100 yaşına kadar yaşamanın sırrı: Dünyanın 'Mavi Bölgeleri'ndeki yaşam tarzı alışkanlıkları - insanların bir asır yaşama olasılığının ON KAT daha fazla olduğu yerler

Yayımlandı: | Güncellendi:
Dünyanın en zengin ülkelerinden biri ve en iyi sağlık sistemlerinden birine sahip. Ancak uzmanlar, İngiltere'nin önemli bir ölçüt açısından geride kaldığını söylüyor: yaşam beklentisi.
Kronik hastalık oranlarının en düşük olduğu 'Mavi Bölgeler' olarak adlandırılan bölgelerde, sakinlerin 100 yaşına kadar yaşama olasılığı, Birleşik Krallık'ın bazı yoksun bölgelerine kıyasla 10 kattan fazla.
Dünyanın dört bir yanına dağılmış bu bölgeler, dünyanın en sağlıklı ve en yaşlı insanlarına ev sahipliği yapıyor.

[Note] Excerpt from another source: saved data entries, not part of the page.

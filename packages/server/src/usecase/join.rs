//! UseCase: ユーザーの参加
//!
//! 送信元の接続をそのユーザーの extension 接続として登録し、表示名を解決して
//! ゲームに参加を通知する。

use std::sync::Arc;

use crate::domain::{Action, BusError, Connection, ConnectionRegistry, UserId};

use super::{display_name::DisplayNameResolver, message_bus::MessageBus};

/// 参加のユースケース
pub struct JoinUseCase {
    registry: Arc<dyn ConnectionRegistry>,
    bus: Arc<MessageBus>,
    resolver: Arc<DisplayNameResolver>,
}

impl JoinUseCase {
    pub fn new(
        registry: Arc<dyn ConnectionRegistry>,
        bus: Arc<MessageBus>,
        resolver: Arc<DisplayNameResolver>,
    ) -> Self {
        Self {
            registry,
            bus,
            resolver,
        }
    }

    pub async fn execute(
        &self,
        connection: &Arc<Connection>,
        user_id: &UserId,
        display_name: Option<&str>,
    ) -> Result<(), BusError> {
        self.registry
            .register_extension(user_id.clone(), Arc::clone(connection))
            .await;

        let display_name = self.resolver.resolve(user_id, display_name).await;
        tracing::info!(user_id = %user_id, display_name = %display_name, "User joined");

        self.bus
            .send_to_game(user_id, Some(&display_name), Action::Join.as_str(), None)
            .await?;
        Ok(())
    }
}
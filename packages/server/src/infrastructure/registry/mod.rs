//! Connection registry implementations.

pub mod inmemory;

pub use inmemory::InMemoryConnectionRegistry;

Bilim insanları, Mavi Bölgeler'deki insanların neden bu kadar mutlu, hareketli ve kronik hastalıklardan uzak olduklarını onlarca yıldır merak ediyor.
Netflix'te yayınlanan popüler bir belgesel dizisi 2023'te bu beş bölgeyi ele aldı.
"100 Yaşına Kadar Yaşamak: Mavi Bölgelerin Sırları" başlıklı dizide, uzun yaşam uzmanı Dan Buettner, Japonya'nın Okinawa adası, İtalya'nın Sardunya adası, Kosta Rika'nın Nicoya adası, Yunanistan'ın İkaria adası ve Kaliforniya'nın Loma Linda adasındaki yerel halkın yaşam tarzı alışkanlıklarını araştırıyor.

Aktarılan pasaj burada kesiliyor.